Die Szene ist leider allzu bekannt: Ein entspannter Nachmittag auf dem Spielplatz verwandelt sich in Sekunden in eine Stresssituation, weil das Kind plötzlich nach einem anderen Kind haut. Als Elternteil kann man sich, gerade wenn noch andere Personen dabei sind, in solchen Situationen unter Beobachtung fühlen, unwohl und mitunter auch verzweifelt – man möchte doch nur, dass dieses Verhalten aufhört. Allerdings ist vielen Eltern nicht klar, wie sie dies bewerkstelligen können.

Daher schauen wir heute: Was sind Gründe für dieses Verhalten und wie kannst du liebevoll und bestimmend darauf reagieren?

Was passiert im Kopf deines Kindes beim hauen?

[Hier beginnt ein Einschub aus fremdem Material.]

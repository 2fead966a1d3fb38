// SPDX-License-Identifier: AGPL-3.0-only
// Copyright (C) 2024 Jonathan Lee
// This program is free software: you can redistribute it and/or modify
// it under the terms of the GNU Affero General Public License version 3
// as published by the Free Software Foundation.
// This program is distributed in the hope that it will be useful,
// but WITHOUT ANY WARRANTY; without even the implied warranty of
// MERCHANTABILITY or FITNESS FOR A PARTICULAR PURPOSE.
// See the GNU Affero General Public License for more details.
// You should have received a copy of the GNU Affero General Public License
// along with this program. If not, see https://www.gnu.org/licenses/.

use mosaic::palette::{random_color, RANDOM_COLOR_ALPHABET};
use mosaic::{tabulate, CategoryOrder, ColumnKey, MosaicChart, MosaicConfig, RecordSet};
use proptest::prelude::*;
use rand::rngs::StdRng;
use rand::SeedableRng;

const TOL: f64 = 1e-9;

fn records_strategy() -> impl Strategy<Value = RecordSet> {
    prop::collection::vec((0usize..6, 0usize..5, any::<bool>()), 1..200).prop_map(|pairs| {
        let rows = pairs
            .into_iter()
            .map(|(r, c, missing)| {
                let row = if missing { None } else { Some(format!("row{r}")) };
                vec![row, Some(format!("col{c}"))]
            })
            .collect();
        RecordSet::with_rows(["r", "c"], rows).unwrap()
    })
}

proptest! {
    #[test]
    fn real_columns_and_total_sum_to_one(records in records_strategy()) {
        let tab = tabulate(&records, "r", "c", None, CategoryOrder::Encounter).unwrap();
        for key in tab.table.columns() {
            if *key == ColumnKey::Spacer {
                continue;
            }
            let sum = tab.table.column_sum(key).unwrap();
            prop_assert!((sum - 1.0).abs() < TOL, "column {key} sums to {sum}");
        }
        let share_sum: f64 = tab.shares.category_shares().map(|(_, s)| s).sum();
        prop_assert!((share_sum - 1.0).abs() < TOL);
    }

    #[test]
    fn rows_sorted_by_total_descending(records in records_strategy()) {
        let tab = tabulate(&records, "r", "c", None, CategoryOrder::Lexical).unwrap();
        let totals: Vec<f64> = tab.table.rows().iter().map(|r| r.total()).collect();
        prop_assert!(totals.windows(2).all(|w| w[0] >= w[1]));
    }

    #[test]
    fn widths_and_stacks_are_consistent(records in records_strategy(), seed in any::<u64>()) {
        let chart = MosaicChart::new(MosaicConfig::new("r", "c")).unwrap();
        let plan = chart.plan_with_rng(&records, &mut StdRng::seed_from_u64(seed)).unwrap();

        let real: f64 = plan.widths().iter().skip(2).sum();
        prop_assert!((real - 100.0).abs() < 1e-6);

        let top = plan.rows.last().unwrap();
        for (i, segment) in top.segments.iter().enumerate() {
            if let Some(s) = segment {
                prop_assert!((s.top() - 100.0).abs() < 1e-6, "column {} tops at {}", i, s.top());
            }
        }

        for row in &plan.rows {
            let total = row.segments[0].unwrap().height;
            prop_assert_eq!(row.y_label.is_empty(), total <= plan.min_display_value);
        }
    }

    #[test]
    fn random_colours_use_reduced_alphabet(seed in any::<u64>()) {
        let hex = random_color(&mut StdRng::seed_from_u64(seed)).to_hex();
        prop_assert!(hex[1..].bytes().all(|b| RANDOM_COLOR_ALPHABET.contains(&b)));
    }
}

Kinder drücken sich durch Körpersprache und Verhalten aus, besonders dann, wenn sie noch nicht die sprachlichen Fähigkeiten besitzen, ihre Gefühle auszudrücken. So ist das Hauen in der Regel eine Form von Emotion-Ausdruck, ähnlich wie lautes Schreien oder Weinen. Ein Beispiel wäre, wenn ein kleines Kind etwas möchte, was es nicht haben kann – die Frustration und das Unverständnis können dann in ein wütendes Schlagen umschlagen.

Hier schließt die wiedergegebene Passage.